In May 2021, to get away from the stigma of naming a deadly virus for a place and to get away from the “clunkiness,” WHO came up with a simpler Greek letter system to name some of the variations. It didn’t replace Pango or any other scientific naming systems needed for more specific communications between scientists, but it would use these new designations only for variants that were significantly different from the original and that posed a different kind of threat to public health – what the agency called variants of interest or variants of concern. The “Kent variant,” or B.1.1.7, was renamed Alpha. B.1.617.2, first identified in India, became Delta, and so on.
WHO needed to distinguish between Delta and the Omicron strain because the differences in the virus were so dramatic that it was affecting its behavior, and our immune systems barely recognized the new version of the virus, leading to new waves of infections, hospitalizations and deaths. WHO needed to be able to talk about those differences.
At the time, there was also a second Omicron strain, BA.2, with dozens of new gene mutations that some argued deserved its own Greek letter. But that never happened. Instead, WHO created a new category of Omicron subvariants under monitoring to let people in public health know which of the spinoffs should be watched.
Scientists also use other classification systems to describe the similarities and differences between the viruses they study.
There’s also Nextclade, a tool used to classify virus sequences according to how they are genetically related. Not every version of the virus gets its own clade, but members of a clade will share similar features because of a common ancestry. That system uses a two-digit year followed by a letter given in order of assignment for that year, so 22A is the first clade in 2022, for example.

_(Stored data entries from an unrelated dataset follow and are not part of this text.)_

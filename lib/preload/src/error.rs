//! Error types for the preload crate.
//!
//! Errors are designed for layered context using rootcause:
//! - `FetchError`: Errors from preload fetchers
//!
//! The orchestrator itself never throws; it records these as per-triple
//! outcomes. Fetcher implementations map their connector's errors (broker,
//! protocol, parsing) into the variants here.

use amber_relay_cache::CacheError;
use std::fmt;

/// Errors from a preload fetcher.
#[derive(Debug, Clone, PartialEq, Eq)]
pub enum FetchError {
    /// The account needs human re-authorization. Not retryable.
    AuthorizationRequired { message: String },
    /// The upstream service call failed.
    Upstream { message: String },
    /// The cache layer failed while serving this fetch.
    Cache { message: String },
}

impl fmt::Display for FetchError {
    fn fmt(&self, f: &mut fmt::Formatter<'_>) -> fmt::Result {
        match self {
            Self::AuthorizationRequired { message } => {
                write!(f, "re-authorization required: {message}")
            }
            Self::Upstream { message } => {
                write!(f, "upstream fetch failed: {message}")
            }
            Self::Cache { message } => {
                write!(f, "cache operation failed: {message}")
            }
        }
    }
}

impl std::error::Error for FetchError {}

impl From<CacheError> for FetchError {
    fn from(error: CacheError) -> Self {
        Self::Cache {
            message: error.to_string(),
        }
    }
}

“Even though we have what sounds kind of clunky to the public, it allows scientists to know exactly what the other person is talking about when they use that system to communicate, and it’s important,” Williamson said.
But there’s so much variation, he said, that discussion continues about establishing new rules to make naming simpler. The naming system might also have to change simply because there are so many variants that they will require too many letters, making things too complicated even for scientists to remember.
Although the general public shouldn’t have to worry about that level of specificity for Covid, Williamson says, members of the public could do their part to make things easier by reducing the coronavirus’ spread and the number of new variants.
Along with getting the Covid-19 vaccine, “simple things people can do like hand-washing, masking around high-risk people, or if you’re not feeling great, stay home. Those are pretty low-level things we all have the power to do,” he said.